While cavorting about in the mall the group runs into an elderly woman who entices them into a game of dice. As though they were hypnotized, three of the group join in and things start to go a bit pear shaped when the kindly older woman begins to eat one of the men after a particularly fortuitous roll. From there the film begins to spin a tale of ancient curses, man eating demons, supernatural incest, and blood. It's a bit of a harsh transition, but the twist certainly grabs your attention and opens up new doors for extreme horror in India, the kind of horror that this country has never seen.
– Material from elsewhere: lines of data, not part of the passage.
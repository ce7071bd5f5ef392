//! Time management utilities

use std::time::Instant;

/// Largest simulation step the loop will ever hand to a subsystem, in seconds.
pub const DEFAULT_MAX_DELTA: f32 = 0.1;

/// Clamp a raw frame delta into `[0, max_delta]`.
///
/// A single long stall (tab switch, debugger break, pipeline compile) must not
/// turn into an even larger physics or animation jump on the next frame.
/// Non-finite and negative inputs collapse to zero.
pub fn clamp_delta(raw_delta_seconds: f32, max_delta: f32) -> f32 {
    if !raw_delta_seconds.is_finite() || raw_delta_seconds <= 0.0 {
        return 0.0;
    }
    raw_delta_seconds.min(max_delta.max(0.0))
}

/// High-precision timer for frame timing on the host side
pub struct Timer {
    last_frame: Instant,
    delta_time: f32,
    total_time: f32,
    frame_count: u64,
}

impl Default for Timer {
    fn default() -> Self {
        Self::new()
    }
}

impl Timer {
    /// Create a new timer
    pub fn new() -> Self {
        Self {
            last_frame: Instant::now(),
            delta_time: 0.0,
            total_time: 0.0,
            frame_count: 0,
        }
    }

    /// Update the timer (should be called once per presented frame)
    pub fn update(&mut self) -> f32 {
        let now = Instant::now();
        self.delta_time = now.duration_since(self.last_frame).as_secs_f32();
        self.total_time += self.delta_time;
        self.last_frame = now;
        self.frame_count += 1;
        self.delta_time
    }

    /// Get the time since the last frame in seconds
    pub fn delta_time(&self) -> f32 {
        self.delta_time
    }

    /// Get the total elapsed time since timer creation
    pub fn total_time(&self) -> f32 {
        self.total_time
    }

    /// Get the current frame count
    pub fn frame_count(&self) -> u64 {
        self.frame_count
    }

    /// Get the average FPS since timer creation
    pub fn average_fps(&self) -> f32 {
        if self.total_time > 0.0 {
            self.frame_count as f32 / self.total_time
        } else {
            0.0
        }
    }
}

/// Repeating interval timer driven by simulation deltas.
///
/// Unlike [`Timer`] this never reads the wall clock, so spawn pacing and
/// cooldowns stay deterministic under test.
#[derive(Debug, Clone, Copy, PartialEq)]
pub struct IntervalTimer {
    interval: f32,
    elapsed: f32,
}

impl IntervalTimer {
    /// Create a timer that becomes ready every `interval` seconds
    pub fn new(interval: f32) -> Self {
        Self {
            interval: interval.max(0.0),
            elapsed: 0.0,
        }
    }

    /// Create a timer that is ready on its first check
    pub fn ready(interval: f32) -> Self {
        let mut timer = Self::new(interval);
        timer.elapsed = timer.interval;
        timer
    }

    /// Advance the timer. Elapsed time saturates at one interval so a long
    /// blocked period yields a single firing, not a burst.
    pub fn advance(&mut self, delta: f32) {
        self.elapsed = (self.elapsed + delta.max(0.0)).min(self.interval);
    }

    /// Whether a full interval has elapsed
    pub fn is_ready(&self) -> bool {
        self.elapsed >= self.interval
    }

    /// Consume one firing
    pub fn consume(&mut self) {
        self.elapsed = 0.0;
    }

    /// Restart from zero
    pub fn reset(&mut self) {
        self.elapsed = 0.0;
    }

    /// Seconds accumulated toward the next firing
    pub fn elapsed(&self) -> f32 {
        self.elapsed
    }
}
//! Thrown explosive: ballistic flight, ground bounce, fused detonation

use crate::collaborators::Terrain;
use crate::foundation::math::Vec3;
use crate::pool::{EffectState, Poolable};
use crate::render::{NodeKey, RenderError, Scene, SceneContext, VisualKind};

/// Downward acceleration in m/s²
pub const GRAVITY: f32 = 9.81;

/// Fraction of vertical speed kept after a bounce
const RESTITUTION: f32 = 0.35;

/// Fraction of horizontal speed kept after a bounce
const GROUND_FRICTION: f32 = 0.7;

/// Resting height of the explosive's center above the ground
const BODY_RADIUS: f32 = 0.12;

/// Tumble rate in radians per second while airborne
const SPIN_RATE: f32 = 9.0;

/// Parameters for one throw
#[derive(Debug, Clone, Copy, PartialEq)]
pub struct ExplosiveParams {
    /// Release position
    pub origin: Vec3,
    /// Initial velocity
    pub velocity: Vec3,
    /// Seconds until detonation
    pub fuse: f32,
}

/// A thrown explosive
#[derive(Debug)]
pub struct ExplosiveEffect {
    node: NodeKey,
    position: Vec3,
    velocity: Vec3,
    fuse: f32,
    spin: f32,
    detonated: bool,
    state: EffectState,
}

impl ExplosiveEffect {
    /// Integrate one step. Returns the detonation point on the step the fuse
    /// runs out, and `None` on every other step.
    pub fn update(&mut self, delta_time: f32, terrain: &dyn Terrain, scene: &mut Scene) -> Option<Vec3> {
        if self.detonated {
            return None;
        }

        self.velocity.y -= GRAVITY * delta_time;
        self.position += self.velocity * delta_time;

        let rest_height = terrain.height_at(self.position.x, self.position.z) + BODY_RADIUS;
        let grounded = self.position.y <= rest_height;
        if grounded {
            self.position.y = rest_height;
            if self.velocity.y < 0.0 {
                self.velocity.y = -self.velocity.y * RESTITUTION;
                self.velocity.x *= GROUND_FRICTION;
                self.velocity.z *= GROUND_FRICTION;
            }
        } else {
            self.spin += SPIN_RATE * delta_time;
        }

        if let Some(node) = scene.get_mut(self.node) {
            node.position = self.position;
            node.yaw = self.spin;
        }

        self.fuse -= delta_time;
        if self.fuse <= 0.0 {
            self.detonated = true;
            return Some(self.position);
        }
        None
    }

    /// Whether the fuse has run out
    pub fn has_detonated(&self) -> bool {
        self.detonated
    }

    /// Current position
    pub fn position(&self) -> Vec3 {
        self.position
    }

    /// Current velocity
    pub fn velocity(&self) -> Vec3 {
        self.velocity
    }

    /// Lifecycle state
    pub fn state(&self) -> EffectState {
        self.state
    }

    /// Scene node drawing this explosive
    pub fn node(&self) -> NodeKey {
        self.node
    }

    fn apply(&mut self, scene: &mut Scene, params: &ExplosiveParams) {
        self.position = params.origin;
        self.velocity = params.velocity;
        self.fuse = params.fuse;
        self.spin = 0.0;
        self.detonated = false;
        self.state = EffectState::Active;
        if let Some(node) = scene.get_mut(self.node) {
            node.position = params.origin;
            node.yaw = 0.0;
            node.visible = true;
        }
    }
}

impl<'a> Poolable<SceneContext<'a>> for ExplosiveEffect {
    type Params = ExplosiveParams;
    type Error = RenderError;

    fn create(ctx: &mut SceneContext<'a>, params: &ExplosiveParams) -> Result<Self, RenderError> {
        let node = ctx.spawn(VisualKind::Explosive, params.origin)?;
        let mut explosive = Self {
            node,
            position: params.origin,
            velocity: params.velocity,
            fuse: params.fuse,
            spin: 0.0,
            detonated: false,
            state: EffectState::Active,
        };
        explosive.apply(ctx.scene, params);
        Ok(explosive)
    }

    fn reset(&mut self, ctx: &mut SceneContext<'a>, params: &ExplosiveParams) {
        self.apply(ctx.scene, params);
    }

    fn park(&mut self, ctx: &mut SceneContext<'a>) {
        self.state = EffectState::Pooled;
        self.velocity = Vec3::zeros();
        if let Some(node) = ctx.scene.get_mut(self.node) {
            node.visible = false;
        }
    }

    fn dispose(mut self, ctx: &mut SceneContext<'a>) {
        self.state = EffectState::Disposed;
        ctx.despawn(self.node);
    }
}

#[cfg(test)]
mod tests {
    use super::*;
    use crate::headless::{FlatTerrain, HeadlessRenderer};
    use approx::assert_relative_eq;

    fn throw(fuse: f32) -> ExplosiveParams {
        ExplosiveParams {
            origin: Vec3::new(0.0, 1.5, 0.0),
            velocity: Vec3::new(0.0, 3.0, -8.0),
            fuse,
        }
    }

    #[test]
    fn test_explosive_never_sinks_below_ground() {
        let (mut renderer, _probe) = HeadlessRenderer::new();
        let mut scene = Scene::default();
        let terrain = FlatTerrain::new(0.0);
        let mut explosive =
            ExplosiveEffect::create(&mut SceneContext::new(&mut scene, &mut renderer), &throw(10.0)).unwrap();

        for _ in 0..300 {
            explosive.update(1.0 / 60.0, &terrain, &mut scene);
            assert!(explosive.position().y >= BODY_RADIUS - 1e-5);
        }
        assert!(explosive.velocity().y.abs() < 1.0);
    }

    #[test]
    fn test_detonates_once_when_fuse_expires() {
        let (mut renderer, _probe) = HeadlessRenderer::new();
        let mut scene = Scene::default();
        let terrain = FlatTerrain::new(0.0);
        let mut explosive =
            ExplosiveEffect::create(&mut SceneContext::new(&mut scene, &mut renderer), &throw(0.5)).unwrap();

        let detonations: Vec<_> = (0..60)
            .filter_map(|_| explosive.update(1.0 / 60.0, &terrain, &mut scene))
            .collect();
        assert_eq!(detonations.len(), 1);
        assert!(explosive.has_detonated());
    }

    #[test]
    fn test_scene_node_follows_flight() {
        let (mut renderer, _probe) = HeadlessRenderer::new();
        let mut scene = Scene::default();
        let terrain = FlatTerrain::new(0.0);
        let mut explosive =
            ExplosiveEffect::create(&mut SceneContext::new(&mut scene, &mut renderer), &throw(5.0)).unwrap();

        explosive.update(0.1, &terrain, &mut scene);
        let node = scene.get(explosive.node()).unwrap();
        assert_relative_eq!(node.position.z, explosive.position().z);
        assert!(node.position.z < 0.0);
    }
}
Far from a straight linear narrative, Ludo expresses itself more as an expressionist work of art than a generic horror film. In this way, it is very much Q's work. Still abrasive and confrontational, Ludo manages to find a more palatable balance between the deliberately obtuse and intellectual stylings of its predecessors, while still delivering a solidly thrilling narrative experience. Q and Nikon are aiming for the gut here, moreso than the brain, and that is a new direction for a filmmaker who has built his reputation on idiosyncratic, cerebral films. It's a delicate mix, and Ludo is certainly the closest Q has yet come to perfecting it.
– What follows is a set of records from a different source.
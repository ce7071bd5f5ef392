//! # Strike Engine
//!
//! Frame orchestration for a browser-style first-person action game.
//!
//! ## Features
//!
//! - **Staged startup**: one initialization stage per tick with monotonic progress
//! - **Pipeline warmup**: compile and render sweeps before the first real frame
//! - **Pooled effects**: bounded, generational pools for tracers and explosives
//! - **Shadow scheduling**: texel-snapped, rate-limited shadow refreshes
//! - **Hitch profiling**: per-stage timings logged on slow frames
//!
//! Every external subsystem (renderer, physics, AI, audio and so on) sits
//! behind a trait in [`collaborators`]; [`headless`] provides in-process fakes.
//!
//! ## Quick Start
//!
//! ```rust,no_run
//! use strike_engine::prelude::*;
//! use strike_engine::headless::HeadlessRig;
//!
//! fn main() -> Result<(), EngineError> {
//!     let rig = HeadlessRig::new(0.0);
//!     let mut sim = SimulationLoop::create(Box::new(rig.surface), rig.collaborators, EngineConfig::default())?;
//!     sim.start(
//!         Box::new(|percent, key| println!("{percent:>3}% {key}")),
//!         Box::new(|| println!("loaded")),
//!         RuntimeSettings::default(),
//!     )?;
//!     for _ in 0..600 {
//!         sim.tick(1.0 / 60.0)?;
//!     }
//!     sim.dispose();
//!     Ok(())
//! }
//! ```

pub mod collaborators;
pub mod config;
pub mod effects;
pub mod foundation;
pub mod headless;
pub mod pool;
pub mod profiling;
pub mod render;
pub mod shadow;
pub mod simulation;
pub mod warmup;

pub use simulation::{EngineError, LoopState, LoopStats, SimulationLoop};

/// Common imports for engine users
pub mod prelude {
    pub use crate::{
        collaborators::{Collaborators, WorldQueries},
        config::{Config, EngineConfig, RuntimeSettings},
        foundation::{
            math::Vec3,
            time::{IntervalTimer, Timer},
        },
        pool::{PoolKey, Poolable, ResourcePool},
        render::{Camera, RenderBackend, RenderSurface, Scene},
        EngineError, LoopState, LoopStats, SimulationLoop,
    };
}
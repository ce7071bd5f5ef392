//! Particles, sound, weather, compute and level streaming

use super::CollaboratorError;
use crate::foundation::math::Vec3;

/// Generic particle emission request
#[derive(Debug, Clone, Copy, PartialEq)]
pub struct EmitSpec {
    /// Emission center
    pub position: Vec3,
    /// Number of particles
    pub count: u32,
    /// Initial speed
    pub speed: f32,
    /// Seconds each particle lives
    pub lifetime: f32,
    /// RGBA tint
    pub color: [f32; 4],
}

impl EmitSpec {
    /// Fireball burst for a detonation
    pub fn explosion(position: Vec3) -> Self {
        Self {
            position,
            count: 96,
            speed: 9.0,
            lifetime: 0.9,
            color: [1.0, 0.55, 0.15, 1.0],
        }
    }
}

/// GPU particle system
pub trait ParticleSystem {
    /// Allocate particle buffers
    fn initialize(&mut self) -> Result<(), CollaboratorError> {
        Ok(())
    }

    /// Weapon muzzle flash
    fn emit_muzzle_flash(&mut self, position: Vec3, direction: Vec3);

    /// Impact sparks
    fn emit_sparks(&mut self, position: Vec3, normal: Vec3);

    /// Blood spray
    fn emit_blood(&mut self, position: Vec3, direction: Vec3);

    /// Anything else
    fn emit(&mut self, spec: &EmitSpec);

    /// Advance the simulation
    fn update(&mut self, dt: f32);

    /// Free particle buffers
    fn dispose(&mut self) -> Result<(), CollaboratorError> {
        Ok(())
    }
}

/// Audio cues the loop triggers
#[derive(Debug, Clone, Copy, PartialEq, Eq, Hash)]
pub enum SoundCue {
    /// Player weapon
    PlayerFire,
    /// Hostile weapon
    HostileFire,
    /// Player took damage
    PlayerHurt,
    /// Hostile died
    HostileDeath,
    /// Explosive detonated
    Explosion,
    /// Explosive thrown
    Throw,
    /// Pickup collected
    Pickup,
    /// Player died
    GameOver,
}

/// Background audio mode
#[derive(Debug, Clone, Copy, PartialEq, Eq, Hash)]
pub enum AudioMode {
    /// No hostile nearby
    Ambient,
    /// A live hostile is within the combat radius
    Combat,
}

/// Fire-and-forget audio triggers
pub trait SoundService {
    /// Play a cue, optionally positioned
    fn play(&mut self, cue: SoundCue, position: Option<Vec3>);

    /// Switch background mode
    fn set_mode(&mut self, mode: AudioMode);
}

/// Weather states
#[derive(Debug, Clone, Copy, PartialEq, Eq, Hash)]
pub enum WeatherKind {
    /// Clear sky
    Clear,
    /// Rain
    Rain,
    /// Fog
    Fog,
    /// Storm
    Storm,
}

/// Weather simulation
pub trait WeatherSystem {
    /// Advance weather around the viewer
    fn update(&mut self, dt: f32, viewer: Vec3);

    /// Current weather
    fn current(&self) -> WeatherKind;

    /// Precipitation/fog intensity in `[0, 1]`
    fn intensity(&self) -> f32;

    /// Advance to the next weather kind
    fn cycle(&mut self) -> WeatherKind;
}

/// Slot of an entity in the compute system's buffers
#[derive(Debug, Clone, Copy, PartialEq, Eq, Hash)]
pub struct ComputeSlot(pub u32);

/// GPU compute-driven entities
pub trait ComputeSystem {
    /// Allocate buffers and pipelines
    fn initialize(&mut self) -> Result<(), CollaboratorError> {
        Ok(())
    }

    /// Claim a slot for an entity
    fn allocate_slot(&mut self, position: Vec3) -> Option<ComputeSlot>;

    /// Stop simulating a slot. Must happen no later than the entity's scene
    /// removal.
    fn deactivate_slot(&mut self, slot: ComputeSlot);

    /// Point every compute agent at a target. Must precede `update` in a tick.
    fn set_target(&mut self, target: Vec3);

    /// Dispatch one simulation step
    fn update(&mut self, dt: f32);

    /// Number of live slots
    fn active_slots(&self) -> usize;

    /// Free buffers
    fn dispose(&mut self) -> Result<(), CollaboratorError> {
        Ok(())
    }
}

/// Level chunk LOD management
pub trait LevelStreaming {
    /// Re-evaluate chunk detail levels around the viewer
    fn update_lod(&mut self, viewer: Vec3);
}
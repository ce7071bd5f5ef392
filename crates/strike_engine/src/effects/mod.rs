//! Pooled transient effects
//!
//! Short-lived scene objects that appear many times per second in combat.
//! Both kinds implement [`crate::pool::Poolable`] over a
//! [`crate::render::SceneContext`], so a pool can create, hide, reuse and
//! free their scene nodes and GPU visuals.

pub mod explosive;
pub mod trail;

pub use explosive::{ExplosiveEffect, ExplosiveParams};
pub use trail::{TrailEffect, TrailParams};
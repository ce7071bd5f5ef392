//! Running-tick stages

use super::frame::{FrameContext, Hostile, Pickup};
use super::spawn::{Population, SpawnRequest};
use super::startup::READY;
use super::{EngineError, LoopState, SimulationLoop};
use crate::collaborators::{
    AudioMode, EmitSpec, HostileId, PlayerShot, RangedAttack, SoundCue, ThrowRequest, WorldQueries,
};
use crate::effects::{ExplosiveParams, TrailParams};
use crate::foundation::math::{utils, Vec3};
use crate::profiling::{EntityCounts, FrameStage};
use crate::render::{GlobalUniforms, PickupKind, RenderOptions, SceneContext, VisualKind};

/// Height above the player's feet where hostile fire lands
const PLAYER_HIT_HEIGHT: f32 = 1.2;

/// Sideways distance a missed hostile shot passes the player by
const HOSTILE_MISS_OFFSET: f32 = 1.5;
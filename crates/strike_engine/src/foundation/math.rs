//! Math utilities and types
//!
//! Thin aliases over nalgebra plus the handful of helpers the frame loop
//! needs for yaw/pitch orientation and ground-plane work.

pub use nalgebra::Vector3;

/// 3D vector type
pub type Vec3 = Vector3<f32>;

/// Common scalar constants
pub mod constants {
    /// Full turn in radians
    pub const TAU: f32 = std::f32::consts::TAU;

    /// Degrees to radians conversion factor
    pub const DEG_TO_RAD: f32 = std::f32::consts::PI / 180.0;

    /// Radians to degrees conversion factor
    pub const RAD_TO_DEG: f32 = 180.0 / std::f32::consts::PI;
}

/// Utility functions
pub mod utils {
    use super::{constants, Vec3};

    /// Convert degrees to radians
    pub fn deg_to_rad(degrees: f32) -> f32 {
        degrees * constants::DEG_TO_RAD
    }

    /// Convert radians to degrees
    pub fn rad_to_deg(radians: f32) -> f32 {
        radians * constants::RAD_TO_DEG
    }

    /// Unit forward vector for a yaw/pitch pair.
    ///
    /// Yaw 0 looks down -Z, positive yaw turns left (counter-clockwise seen
    /// from above), positive pitch looks up.
    pub fn forward_from_yaw_pitch(yaw: f32, pitch: f32) -> Vec3 {
        let (sy, cy) = yaw.sin_cos();
        let (sp, cp) = pitch.sin_cos();
        Vec3::new(-sy * cp, sp, -cy * cp)
    }

    /// Horizontal distance between two points, ignoring height
    pub fn ground_distance_squared(a: &Vec3, b: &Vec3) -> f32 {
        let dx = a.x - b.x;
        let dz = a.z - b.z;
        dx * dx + dz * dz
    }

    /// Distance along a unit-direction ray to the first intersection with a
    /// sphere, or `None` if the ray misses or the sphere is behind the origin
    pub fn ray_sphere_distance(origin: &Vec3, direction: &Vec3, center: &Vec3, radius: f32) -> Option<f32> {
        let to_center = center - origin;
        let along = to_center.dot(direction);
        let closest_sq = to_center.norm_squared() - along * along;
        let radius_sq = radius * radius;
        if closest_sq > radius_sq {
            return None;
        }
        let half_chord = (radius_sq - closest_sq).sqrt();
        let near = along - half_chord;
        let far = along + half_chord;
        if far < 0.0 {
            None
        } else {
            Some(near.max(0.0))
        }
    }
}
As much as I enjoyed it, this is definitely not a film for everyone, and there's no way I can fault someone for finding its unique style and structure unsatisfying. Like most of Q's other work, the film splits itself into two well-defined parts that only resolve at the film's climax. While this is not an unusual tactic, it is a uniquely Indian version in which a flashback takes up a large continuous chunk of the film's back end, rather than the more western style of cutting the flashbacks into bits and piecing them throughout the film. It is distracting, and I sometimes found myself wishing that the flashback were more broken up so as not to take too much away from the main narrative about the horny kids in the mall. However, the imagery involved in the flashback is gorgeously lurid and bloody in a way that Indian films haven't dared put on screen, so quality trumps trepidation for me.

Ludo's pacing will also throw some audiences for a loop, as we're not really even thrown any hints about the film's true path until at least 30 minutes in. It follows the classic slasher formula of kids trying to get laid, and instead ending up in pieces all over the place, but it does it in a way that deceptively sidesteps the audience's expectations, and perhaps offers a bit of a bait and switch. Personally, the sleight of hand utilized by Nikon and Q to lull the audiences into submission works for me, and I imagine that fans of more challenging horror will find a lot to like about this film.
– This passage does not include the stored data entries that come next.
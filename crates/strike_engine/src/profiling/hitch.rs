//! Per-stage frame timing with budgeted hitch logging

use std::fmt;
use std::time::{Duration, Instant};

use crate::config::HitchConfig;

/// Timed sections of a running tick
#[derive(Debug, Clone, Copy, PartialEq, Eq, Hash)]
pub enum FrameStage {
    /// Physics step, player controller, shots and throws
    Player,
    /// Global uniform upload
    Uniforms,
    /// Compute target assignment and dispatch
    Compute,
    /// Particle simulation
    Particles,
    /// Weather simulation
    Weather,
    /// Pickup bobbing and collection
    Pickups,
    /// Hostile AI and combat
    Enemies,
    /// Tracer fading
    Trails,
    /// Explosive flight and detonation
    Explosives,
    /// Frame submission
    Render,
}

impl FrameStage {
    /// Number of stages
    pub const COUNT: usize = 10;

    /// Every stage in tick order
    pub const ALL: [Self; Self::COUNT] = [
        Self::Player,
        Self::Uniforms,
        Self::Compute,
        Self::Particles,
        Self::Weather,
        Self::Pickups,
        Self::Enemies,
        Self::Trails,
        Self::Explosives,
        Self::Render,
    ];

    /// Short name used in the hitch line
    pub fn label(self) -> &'static str {
        match self {
            Self::Player => "player",
            Self::Uniforms => "uniforms",
            Self::Compute => "compute",
            Self::Particles => "particles",
            Self::Weather => "weather",
            Self::Pickups => "pickups",
            Self::Enemies => "enemies",
            Self::Trails => "trails",
            Self::Explosives => "explosives",
            Self::Render => "render",
        }
    }

    fn index(self) -> usize {
        self as usize
    }
}

/// Live entity counts attached to a hitch line
#[derive(Debug, Clone, Copy, Default, PartialEq, Eq)]
pub struct EntityCounts {
    /// Live hostiles
    pub hostiles: usize,
    /// Live pickups
    pub pickups: usize,
    /// Active tracers
    pub trails: usize,
    /// Active explosives
    pub explosives: usize,
}

/// One frame that ran over the threshold
#[derive(Debug, Clone, PartialEq)]
pub struct HitchReport {
    /// Whole-frame duration
    pub total: Duration,
    /// Per-stage durations indexed in [`FrameStage::ALL`] order
    pub stages: [Duration; FrameStage::COUNT],
    /// Which stages were timed this frame, in the same order
    pub recorded: [bool; FrameStage::COUNT],
    /// Entity counts at the end of the frame
    pub counts: EntityCounts,
}

impl HitchReport {
    /// Duration of one stage
    pub fn stage(&self, stage: FrameStage) -> Duration {
        self.stages[stage.index()]
    }

    /// Whether the stage was timed at all, even if it took no measurable time
    pub fn was_recorded(&self, stage: FrameStage) -> bool {
        self.recorded[stage.index()]
    }
}

fn millis(duration: Duration) -> f64 {
    duration.as_secs_f64() * 1000.0
}

impl fmt::Display for HitchReport {
    fn fmt(&self, f: &mut fmt::Formatter<'_>) -> fmt::Result {
        write!(f, "hitch {:.1}ms |", millis(self.total))?;
        for stage in FrameStage::ALL {
            write!(f, " {} {:.2}", stage.label(), millis(self.stage(stage)))?;
        }
        write!(
            f,
            " | hostiles {} pickups {} trails {} explosives {}",
            self.counts.hostiles, self.counts.pickups, self.counts.trails, self.counts.explosives
        )
    }
}

/// Times each stage of a running tick and reports frames over a threshold.
///
/// When disabled no clock is read at all: [`HitchProfiler::stage_start`]
/// returns `None` and every other call is a branch.
#[derive(Debug)]
pub struct HitchProfiler {
    enabled: bool,
    threshold: Duration,
    log_budget: u32,
    frame_start: Option<Instant>,
    stages: [Duration; FrameStage::COUNT],
    recorded: [bool; FrameStage::COUNT],
    hitches: u64,
}

impl HitchProfiler {
    /// Build from config, resolving the enable flag against the environment
    /// and build profile
    pub fn new(config: &HitchConfig) -> Self {
        Self::with_settings(config.resolve_enabled(), config.threshold_ms, config.log_budget)
    }

    /// Build with explicit settings
    pub fn with_settings(enabled: bool, threshold_ms: f32, log_budget: u32) -> Self {
        if enabled {
            log::debug!(
                "Hitch profiler enabled: threshold {:.1}ms, log budget {}",
                threshold_ms,
                log_budget
            );
        }
        Self {
            enabled,
            threshold: Duration::from_secs_f32(threshold_ms.max(0.0) / 1000.0),
            log_budget,
            frame_start: None,
            stages: [Duration::ZERO; FrameStage::COUNT],
            recorded: [false; FrameStage::COUNT],
            hitches: 0,
        }
    }

    /// Whether timing is active
    pub fn is_enabled(&self) -> bool {
        self.enabled
    }

    /// Mark the start of a running tick
    pub fn begin_frame(&mut self) {
        if self.enabled {
            self.stages = [Duration::ZERO; FrameStage::COUNT];
            self.recorded = [false; FrameStage::COUNT];
            self.frame_start = Some(Instant::now());
        }
    }

    /// Start timing a stage
    pub fn stage_start(&self) -> Option<Instant> {
        self.enabled.then(Instant::now)
    }

    /// Finish timing a stage started with [`HitchProfiler::stage_start`]
    pub fn stage_end(&mut self, stage: FrameStage, start: Option<Instant>) {
        if let Some(start) = start {
            self.record_stage(stage, start.elapsed());
        }
    }

    /// Add time to a stage directly
    pub fn record_stage(&mut self, stage: FrameStage, duration: Duration) {
        self.stages[stage.index()] += duration;
        self.recorded[stage.index()] = true;
    }

    /// Close the frame started by [`HitchProfiler::begin_frame`]
    pub fn end_frame(&mut self, counts: EntityCounts) -> Option<HitchReport> {
        if !self.enabled {
            return None;
        }
        let total = self.frame_start.take()?.elapsed();
        self.evaluate(total, counts)
    }

    /// Judge a frame of length `total` against the threshold using the
    /// stage times recorded so far, then clear them. Logs one line while
    /// the budget lasts.
    pub fn evaluate(&mut self, total: Duration, counts: EntityCounts) -> Option<HitchReport> {
        let stages = std::mem::replace(&mut self.stages, [Duration::ZERO; FrameStage::COUNT]);
        let recorded = std::mem::replace(&mut self.recorded, [false; FrameStage::COUNT]);
        if total <= self.threshold {
            return None;
        }

        let report = HitchReport {
            total,
            stages,
            recorded,
            counts,
        };
        self.hitches += 1;
        if self.log_budget > 0 {
            self.log_budget -= 1;
            log::warn!("{}", report);
            if self.log_budget == 0 {
                log::info!("Hitch log budget exhausted; further hitches are counted only");
            }
        }
        Some(report)
    }

    /// Frames over threshold so far
    pub fn hitches(&self) -> u64 {
        self.hitches
    }

    /// Hitch lines still allowed
    pub fn log_budget(&self) -> u32 {
        self.log_budget
    }
}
When I heard that Q was working on a horror film I had two initial reactions, the first was was, "finally!", and the second was, "oh shit, how is he going to pull that off?" Well, I think the answer with Ludo is clear, Q and Nikon made a horror film their own way, with their own signature, and their own sensibilities clearly on view throughout. It will piss some people off, it will alienate some viewers, and it will bore some to tears. Those people who love it, however, will love it fiercely and without reservation. I obviously count myself in the latter camp.

With two solid art films in his rear view, and at least one amazing looking coming of age dirty comedy (B Naman) down the road, Q has carved himself a niche to which no other Indian filmmaker has any access. This partnership with Nikon (and honestly, I don't know who is responsible for what, but I know Q's style) is an expectation smashing thriller that will leave audiences talking, one way or another.

If Ludo is the new face of Indian horror, it's a bloody good one!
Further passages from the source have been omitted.